This is not to be confused with low libido or falling out of love. That’s another thing. This is why asexuality can be so hard to identify. Most of us assume everyone has the capacity to fall in love and enjoy wholesome sex. But asexuality is the opposite. It’s real. It happens. Asexuality happens far more often than the explanations given to pass it off for something else. Swap the word for Gay or Lesbian and you’ll have a better understanding of it’s relative position in the sexual landscape.
Similary, what would happen if a heterosexual man married an asexual woman who hasn’t yet come out of the closet? They each grow up in normal families and love each other deeply. They dream of a perfect life and each have made sacrifices to make it work. It’s just that… sex is out.
SEETHINGS is asexuality in fiction.
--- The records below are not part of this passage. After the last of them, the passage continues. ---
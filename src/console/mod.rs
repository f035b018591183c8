//! Console device access
//!
//! The capability interface (`ConsoleBackend`), its Linux implementation,
//! the console handle and the VT mode controller built on top of them.

pub mod backend;
mod ioctl_helpers;
pub mod kernel;
pub mod mode;
pub mod probe;
pub mod target;

pub use backend::{
    ConsoleBackend, DisplayRelease, KdMode, Platform, VtSupport, VtSwitchMode, WipePolicy,
};
pub use kernel::{setup_panic_hook, KernelBackend};
pub use probe::{FramebufferProbe, NoProbe, ProbedFramebuffer};
#[cfg(target_os = "linux")]
pub use probe::UdevProbe;
pub use target::ConsoleTarget;
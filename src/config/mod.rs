//! Configuration management
//!
//! Loads the TOML settings file and merges it with the console command-line
//! arguments into one immutable [`ConsoleConfig`].
//! Default config path: ~/.config/vtclaim/config.toml

pub mod args;

use std::path::PathBuf;
use std::time::Duration;

use anyhow::{Context, Result};
use log::{info, warn};
use serde::{Deserialize, Serialize};

pub use args::{usage, ConsoleArgs};

use crate::console::WipePolicy;
use crate::constants::DEFAULT_REACQUIRE_TIMEOUT;

/// Settings file contents
#[derive(Debug, Clone, Default, Serialize, Deserialize)]
#[serde(default)]
pub struct Settings {
    /// VT handling
    pub vt: VtSettings,
    /// Framebuffer handling
    pub framebuffer: FramebufferSettings,
}

/// VT settings
#[derive(Debug, Clone, Serialize, Deserialize)]
#[serde(default)]
pub struct VtSettings {
    /// Don't own or switch VTs; run on whichever VT is active
    pub share_vts: bool,
    /// Switch to our VT on start and back to the original VT on exit
    pub auto_vt_switch: bool,
    /// Re-enter graphics mode when the VT is handed back
    pub regraphics_on_acquire: bool,
    /// Seconds a restarted server waits for the VT to come back
    pub reacquire_timeout_secs: u64,
}

impl Default for VtSettings {
    fn default() -> Self {
        Self {
            share_vts: false,
            auto_vt_switch: true,
            regraphics_on_acquire: true,
            reacquire_timeout_secs: DEFAULT_REACQUIRE_TIMEOUT.as_secs(),
        }
    }
}

/// Framebuffer settings
#[derive(Debug, Clone, Default, Serialize, Deserialize)]
#[serde(default)]
pub struct FramebufferSettings {
    /// Framebuffer device (empty = probe / default)
    pub device: String,
    /// "auto" (skip on x86), "always" or "never"
    pub wipe_on_close: WipePolicy,
}

impl Settings {
    /// System-wide config path
    const SYSTEM_CONFIG_PATH: &'static str = "/etc/vtclaim/config.toml";

    /// Get the path that would be used for loading config
    /// Returns None if using built-in defaults
    pub fn config_path() -> Option<PathBuf> {
        // 1. VTCLAIM_CONFIG environment variable
        if let Ok(path) = std::env::var("VTCLAIM_CONFIG") {
            let p = std::path::Path::new(&path);
            if p.exists() {
                return Some(p.to_path_buf());
            }
        }

        // 2. User config: ~/.config/vtclaim/config.toml
        if let Some(config_dir) = dirs::config_dir() {
            let config_path = config_dir.join("vtclaim").join("config.toml");
            if config_path.exists() {
                return Some(config_path);
            }
        }

        // 3. System config: /etc/vtclaim/config.toml
        let system_config = std::path::Path::new(Self::SYSTEM_CONFIG_PATH);
        if system_config.exists() {
            return Some(system_config.to_path_buf());
        }

        None
    }

    /// Load configuration with priority:
    /// 1. VTCLAIM_CONFIG environment variable
    /// 2. ~/.config/vtclaim/config.toml (user config)
    /// 3. /etc/vtclaim/config.toml (system config)
    /// 4. Built-in defaults
    pub fn load() -> Self {
        if let Some(path) = Self::config_path() {
            match Self::load_from_file(&path) {
                Ok(settings) => {
                    info!("Loaded config: {}", path.display());
                    return settings;
                }
                Err(e) => {
                    warn!("Failed to load config {}: {:#}", path.display(), e);
                }
            }
        }
        info!("Using built-in default config");
        Self::default()
    }

    /// Load settings from specified path
    fn load_from_file(path: &std::path::Path) -> Result<Self> {
        let content = std::fs::read_to_string(path)
            .with_context(|| format!("Failed to read config file: {}", path.display()))?;
        Self::parse(&content)
            .with_context(|| format!("Failed to parse config file: {}", path.display()))
    }

    pub fn parse(content: &str) -> Result<Self> {
        Ok(toml::from_str(content)?)
    }
}

/// Everything the console session needs to know, fixed for the process
/// lifetime
#[derive(Debug, Clone, PartialEq, Eq)]
pub struct ConsoleConfig {
    pub vt_number: Option<u32>,
    pub keep_tty: bool,
    pub use_console: bool,
    /// Explicit framebuffer / device path
    pub fb_dev: Option<PathBuf>,
    pub share_vts: bool,
    pub auto_vt_switch: bool,
    pub regraphics_on_acquire: bool,
    pub reacquire_timeout: Duration,
    pub wipe_on_close: WipePolicy,
    /// X-style display number (`:N`)
    pub display: u32,
    /// Only probing hardware (-configure): leave the framebuffer alone
    pub probe_only: bool,
}

impl Default for ConsoleConfig {
    fn default() -> Self {
        Self::new(&ConsoleArgs::default(), &Settings::default())
    }
}

impl ConsoleConfig {
    /// Merge command-line arguments over file settings
    pub fn new(args: &ConsoleArgs, settings: &Settings) -> Self {
        let file_fb = Some(settings.framebuffer.device.trim())
            .filter(|d| !d.is_empty())
            .map(PathBuf::from);

        Self {
            vt_number: args.vt_number,
            keep_tty: args.keep_tty,
            use_console: args.use_console,
            fb_dev: args.fb_dev.clone().or(file_fb),
            share_vts: settings.vt.share_vts,
            auto_vt_switch: settings.vt.auto_vt_switch,
            regraphics_on_acquire: settings.vt.regraphics_on_acquire,
            reacquire_timeout: Duration::from_secs(settings.vt.reacquire_timeout_secs),
            wipe_on_close: settings.framebuffer.wipe_on_close,
            display: 0,
            probe_only: false,
        }
    }
}

#[cfg(test)]
mod tests {
    use super::*;

    #[test]
    fn test_defaults() {
        let cfg = ConsoleConfig::default();
        assert!(cfg.auto_vt_switch);
        assert!(!cfg.share_vts);
        assert!(cfg.regraphics_on_acquire);
        assert_eq!(cfg.reacquire_timeout, Duration::from_secs(5));
        assert_eq!(cfg.wipe_on_close, WipePolicy::Auto);
        assert_eq!(cfg.fb_dev, None);
    }

    #[test]
    fn test_parse_settings() {
        let settings = Settings::parse(
            r#"
            [vt]
            share_vts = true
            auto_vt_switch = false
            reacquire_timeout_secs = 2

            [framebuffer]
            device = "/dev/fb1"
            wipe_on_close = "never"
            "#,
        )
        .unwrap();
        assert!(settings.vt.share_vts);
        assert!(!settings.vt.auto_vt_switch);
        assert!(settings.vt.regraphics_on_acquire);

        let cfg = ConsoleConfig::new(&ConsoleArgs::default(), &settings);
        assert_eq!(cfg.reacquire_timeout, Duration::from_secs(2));
        assert_eq!(cfg.fb_dev, Some(PathBuf::from("/dev/fb1")));
        assert_eq!(cfg.wipe_on_close, WipePolicy::Never);
    }

    #[test]
    fn test_command_line_device_wins() {
        let settings = Settings::parse("[framebuffer]\ndevice = \"/dev/fb1\"\n").unwrap();
        let mut args = ConsoleArgs::new();
        args.process_argument(&["-dev", "/dev/fb2"], 0);
        let cfg = ConsoleConfig::new(&args, &settings);
        assert_eq!(cfg.fb_dev, Some(PathBuf::from("/dev/fb2")));
    }

    #[test]
    fn test_bad_wipe_policy_rejected() {
        assert!(Settings::parse("[framebuffer]\nwipe_on_close = \"sometimes\"\n").is_err());
    }
}
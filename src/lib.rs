//! vtclaim - VT console ownership for display servers on Linux
//!
//! # Architecture
//!
//! ```text
//! ┌──────────────────────────────────────────┐
//! │   ConsoleSession (open / close / reset)  │
//! ├──────────────────────────────────────────┤
//! │  Negotiator  ←  VtNotifier (signalfd)    │
//! │        ↓                                 │
//! │  VT mode controller (VT_SETMODE, KDSET…) │
//! │        ↓                                 │
//! │  ConsoleBackend (ioctls, /dev/ttyN)      │
//! └──────────────────────────────────────────┘
//! ```

pub mod config;
pub mod console;
pub mod constants;
pub mod error;
pub mod session;

pub use config::{ConsoleArgs, ConsoleConfig, Settings};
pub use console::{ConsoleBackend, KernelBackend};
pub use error::ConsoleError;
pub use session::{ConsoleSession, OwnershipState, SignalMailbox, VtIdentity};
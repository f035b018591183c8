//! Framebuffer device probing
//!
//! Guesses the framebuffer node of the primary display controller when no
//! `-dev` path was given and the conventional node is missing.

use std::cell::OnceCell;
use std::path::PathBuf;

use log::{debug, info};

/// Source of a default framebuffer path
pub trait FramebufferProbe {
    /// Device node of the single matching display device, if any
    fn probe(&self) -> Option<PathBuf>;
}

/// PCI display controller
#[derive(Debug, Clone, PartialEq, Eq)]
pub struct DisplayCandidate {
    pub syspath: PathBuf,
    pub boot_vga: bool,
}

/// Pick the display controller to use: the only one, or the boot VGA device
pub fn select_primary(candidates: &[DisplayCandidate]) -> Option<&DisplayCandidate> {
    match candidates {
        [] => None,
        [only] => Some(only),
        many => {
            let mut primary = many.iter().filter(|c| c.boot_vga);
            match (primary.next(), primary.next()) {
                (Some(c), None) => Some(c),
                _ => None,
            }
        }
    }
}

/// udev-based probe: PCI class 0x03xxxx device -> its `graphics/fb*` child
#[cfg(target_os = "linux")]
#[derive(Debug, Default)]
pub struct UdevProbe;

#[cfg(target_os = "linux")]
impl UdevProbe {
    fn display_candidates() -> std::io::Result<Vec<(DisplayCandidate, udev::Device)>> {
        let mut enumerator = udev::Enumerator::new()?;
        enumerator.match_subsystem("pci")?;

        let mut found = Vec::new();
        for device in enumerator.scan_devices()? {
            let is_display = device
                .attribute_value("class")
                .and_then(|c| c.to_str())
                .map(|c| c.starts_with("0x03"))
                .unwrap_or(false);
            if !is_display {
                continue;
            }
            let boot_vga = device
                .attribute_value("boot_vga")
                .map(|v| v == "1")
                .unwrap_or(false);
            debug!(
                "Display controller: {} (boot_vga={})",
                device.syspath().display(),
                boot_vga
            );
            let candidate = DisplayCandidate {
                syspath: device.syspath().to_path_buf(),
                boot_vga,
            };
            found.push((candidate, device));
        }
        Ok(found)
    }

    fn framebuffer_of(parent: &udev::Device) -> std::io::Result<Option<PathBuf>> {
        let mut enumerator = udev::Enumerator::new()?;
        enumerator.match_subsystem("graphics")?;
        enumerator.match_parent(parent)?;

        for device in enumerator.scan_devices()? {
            let is_fb = device
                .sysname()
                .to_str()
                .map(|name| name.starts_with("fb"))
                .unwrap_or(false);
            if let (true, Some(node)) = (is_fb, device.devnode()) {
                return Ok(Some(node.to_path_buf()));
            }
        }
        Ok(None)
    }
}

#[cfg(target_os = "linux")]
impl FramebufferProbe for UdevProbe {
    fn probe(&self) -> Option<PathBuf> {
        let found = match Self::display_candidates() {
            Ok(found) => found,
            Err(e) => {
                debug!("udev enumeration failed: {}", e);
                return None;
            }
        };

        let candidates: Vec<DisplayCandidate> = found.iter().map(|(c, _)| c.clone()).collect();
        let primary = select_primary(&candidates)?;
        let (_, device) = found.iter().find(|(c, _)| c == primary)?;

        match Self::framebuffer_of(device) {
            Ok(Some(path)) => {
                info!("Got framebuffer device from probe: {}", path.display());
                Some(path)
            }
            Ok(None) => None,
            Err(e) => {
                debug!("udev framebuffer lookup failed: {}", e);
                None
            }
        }
    }
}

/// Probe that never finds anything
#[derive(Debug, Default)]
pub struct NoProbe;

impl FramebufferProbe for NoProbe {
    fn probe(&self) -> Option<PathBuf> {
        None
    }
}

/// Probe result computed at most once per process
pub struct ProbedFramebuffer {
    probe: Box<dyn FramebufferProbe>,
    result: OnceCell<Option<PathBuf>>,
}

impl ProbedFramebuffer {
    pub fn new(probe: Box<dyn FramebufferProbe>) -> Self {
        Self {
            probe,
            result: OnceCell::new(),
        }
    }

    pub fn get(&self) -> Option<&PathBuf> {
        self.result.get_or_init(|| self.probe.probe()).as_ref()
    }
}

impl Default for ProbedFramebuffer {
    fn default() -> Self {
        #[cfg(target_os = "linux")]
        let probe: Box<dyn FramebufferProbe> = Box::new(UdevProbe);
        #[cfg(not(target_os = "linux"))]
        let probe: Box<dyn FramebufferProbe> = Box::new(NoProbe);
        Self::new(probe)
    }
}

#[cfg(test)]
mod tests {
    use super::*;
    use std::cell::Cell;
    use std::rc::Rc;

    struct CountingProbe {
        calls: Rc<Cell<u32>>,
    }

    impl FramebufferProbe for CountingProbe {
        fn probe(&self) -> Option<PathBuf> {
            self.calls.set(self.calls.get() + 1);
            Some(PathBuf::from("/dev/fb1"))
        }
    }

    fn candidate(name: &str, boot_vga: bool) -> DisplayCandidate {
        DisplayCandidate {
            syspath: PathBuf::from(name),
            boot_vga,
        }
    }

    #[test]
    fn test_probe_is_memoized() {
        let calls = Rc::new(Cell::new(0));
        let probed = ProbedFramebuffer::new(Box::new(CountingProbe {
            calls: calls.clone(),
        }));
        assert_eq!(probed.get(), Some(&PathBuf::from("/dev/fb1")));
        assert_eq!(probed.get(), Some(&PathBuf::from("/dev/fb1")));
        assert_eq!(calls.get(), 1);
    }

    #[test]
    fn test_select_primary() {
        assert_eq!(select_primary(&[]), None);

        let single = [candidate("a", false)];
        assert_eq!(select_primary(&single), Some(&single[0]));

        let two = [candidate("a", false), candidate("b", true)];
        assert_eq!(select_primary(&two), Some(&two[1]));

        let ambiguous = [candidate("a", false), candidate("b", false)];
        assert_eq!(select_primary(&ambiguous), None);
    }

    #[test]
    fn test_no_probe() {
        let probed = ProbedFramebuffer::new(Box::new(NoProbe));
        assert_eq!(probed.get(), None);
    }
}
As said above, it’s not exactly a non-sexual novel, quite the opposite, it’s because our leading lady can’t go there that the ride gets wild for her spouse… in more ways than one, some dangerously deadly!
Kind Regards, Michael Forman (Author of SEETHINGS)
‘Forman’s writing style is artful, with the protagonist Mitchell’s warped thought processes masterfully exposed. The author has a powerful and vivid command of language and his word pictures are stark and disturbingly real.’ – Linda J Bettenay, author of ‘Secrets Mothers Keep’ and ‘Wishes For Starlight’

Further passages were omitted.